That reaction makes sense. Cheese gives you salt, fat, acidity, smell, texture, stretch and memory all at once. Dairy cheese gets those qualities from milk proteins, dairy fat, fermentation and ageing. Vegan cheese has to build a similar experience from plants, oils, starches, cultures and flavourings.

That is why vegan cheese can feel clever and frustrating at the same time. It may look like cheese, sit in the same part of a meal and melt under a grill, while still tasting noticeably different.

The question is why people judge it so differently.

When people say vegan cheese tastes strange, they often react to a mismatch. Their brain expects dairy cheese, but their mouth gets a plant-based food trying to do a similar job.

Taste buds detect basic signals such as saltiness, sweetness, sourness, bitterness and umami. Flavour also depends on smell, texture, temperature and mouthfeel. You can read more about how taste and smell work.
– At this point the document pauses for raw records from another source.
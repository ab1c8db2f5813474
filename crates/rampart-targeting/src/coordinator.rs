//! Targeting coordinator: the per-tick driver of the strategy pipeline.
//!
//! Each call to [`TargetingCoordinator::tick`] first consumes whole fixed
//! steps from the elapsed time (counting down the flight timer), then, if
//! the world is playing and the cooldown is clear, offers the shot to each
//! strategy in priority order. At most one strategy fires per tick.

use serde::{Deserialize, Serialize};

use rampart_core::config::TargetingConfig;
use rampart_core::error::ConfigError;
use rampart_core::types::HostileId;

use crate::flight_timer::FlightTimer;
use crate::strategy::{ClusterStrategy, FiredShot, PrimaryStrategy, Strategy, TargetingStrategy};
use crate::world::WorldState;

/// Whether the last tick evaluated strategies.
#[derive(Debug, Clone, Copy, Default, PartialEq, Eq, Serialize, Deserialize)]
pub enum CoordinatorState {
    /// Paused or cooling down, nothing evaluated.
    #[default]
    Idle,
    /// Cooldown clear, strategies were offered the shot.
    Evaluating,
}

/// What happened during one tick.
#[derive(Debug, Clone, Copy, PartialEq, Serialize, Deserialize)]
pub struct TickReport {
    pub state: CoordinatorState,
    /// Fixed steps consumed from the accumulated time.
    pub steps: u32,
    pub shot: Option<FiredShot>,
}

pub struct TargetingCoordinator {
    /// Highest priority first.
    strategies: Vec<Strategy>,
    time_step: f64,
    accumulated: f64,
    flight_timer: FlightTimer,
    last_target: Option<HostileId>,
    state: CoordinatorState,
}

impl TargetingCoordinator {
    /// Create a coordinator over `strategies`, tried in the given order.
    pub fn new(config: &TargetingConfig, strategies: Vec<Strategy>) -> Result<Self, ConfigError> {
        config.validate()?;
        Ok(Self {
            strategies,
            time_step: config.fixed_time_step,
            accumulated: 0.0,
            flight_timer: FlightTimer::default(),
            last_target: None,
            state: CoordinatorState::Idle,
        })
    }

    /// Cluster strategy first, then primary, both at the configured angle.
    pub fn with_default_strategies(config: &TargetingConfig) -> Result<Self, ConfigError> {
        let angle = config.fixed_angle_deg;
        Self::new(
            config,
            vec![
                ClusterStrategy::new(config, angle).into(),
                PrimaryStrategy::new(config, angle).into(),
            ],
        )
    }

    /// Advance by `elapsed` seconds of frame time and run one decision round.
    pub fn tick<W: WorldState>(&mut self, elapsed: f64, world: &mut W) -> TickReport {
        let steps = self.consume_steps(elapsed);

        if !world.is_playing() || world.defender().is_cooling_down() {
            tracing::trace!(
                playing = world.is_playing(),
                cooldown = world.defender().shoot_cooldown,
                "targeting idle"
            );
            self.state = CoordinatorState::Idle;
            return TickReport {
                state: self.state,
                steps,
                shot: None,
            };
        }

        self.state = CoordinatorState::Evaluating;
        let shot = self.evaluate(world);

        TickReport {
            state: self.state,
            steps,
            shot,
        }
    }

    /// Offer the shot to each strategy in order until one fires.
    fn evaluate<W: WorldState>(&mut self, world: &mut W) -> Option<FiredShot> {
        let flight_time = self.flight_timer.remaining();

        for strategy in &self.strategies {
            let target = strategy.find_target(
                world.hostiles(),
                world.defender(),
                self.last_target,
                flight_time,
            );
            let Some(target) = target else {
                tracing::trace!(strategy = %strategy.kind(), "no target");
                continue;
            };

            if let Some(shot) = strategy.try_shoot(&target, world) {
                tracing::debug!(
                    strategy = %shot.strategy,
                    target = %shot.target,
                    power = shot.power,
                    flight_time = shot.flight_time,
                    "shot fired"
                );
                self.last_target = Some(shot.target);
                self.flight_timer.arm(shot.flight_time);
                return Some(shot);
            }
        }

        None
    }

    /// Accumulate frame time and count the flight timer down once per whole step.
    ///
    /// A long stall is consumed in one go, so the cost of a tick does not grow
    /// with the backlog. The reported count saturates at `u32::MAX`.
    fn consume_steps(&mut self, elapsed: f64) -> u32 {
        if elapsed.is_finite() && elapsed > 0.0 {
            self.accumulated = (self.accumulated + elapsed).min(f64::MAX);
        }

        let remainder = self.accumulated % self.time_step;
        let whole = ((self.accumulated - remainder) / self.time_step).round();
        self.accumulated = remainder;
        if whole < 1.0 {
            return 0;
        }

        self.flight_timer.step(whole * self.time_step);
        whole as u32
    }

    /// Remaining flight time of the last fired projectile.
    pub fn flight_time(&self) -> f64 {
        self.flight_timer.remaining()
    }

    pub fn last_target(&self) -> Option<HostileId> {
        self.last_target
    }

    pub fn state(&self) -> CoordinatorState {
        self.state
    }

    pub fn strategies(&self) -> &[Strategy] {
        &self.strategies
    }
}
This matters because cheese has a strong sensory pattern. It can taste salty, fatty, tangy, savoury, creamy, stretchy and slightly funky. If someone has eaten dairy cheese for years, that pattern becomes familiar.

A vegan slice may deliver salt, fat and softness, while missing the exact dairy aroma, bite or stretch someone expected. That gap can make the first bite feel wrong, even when the product works well.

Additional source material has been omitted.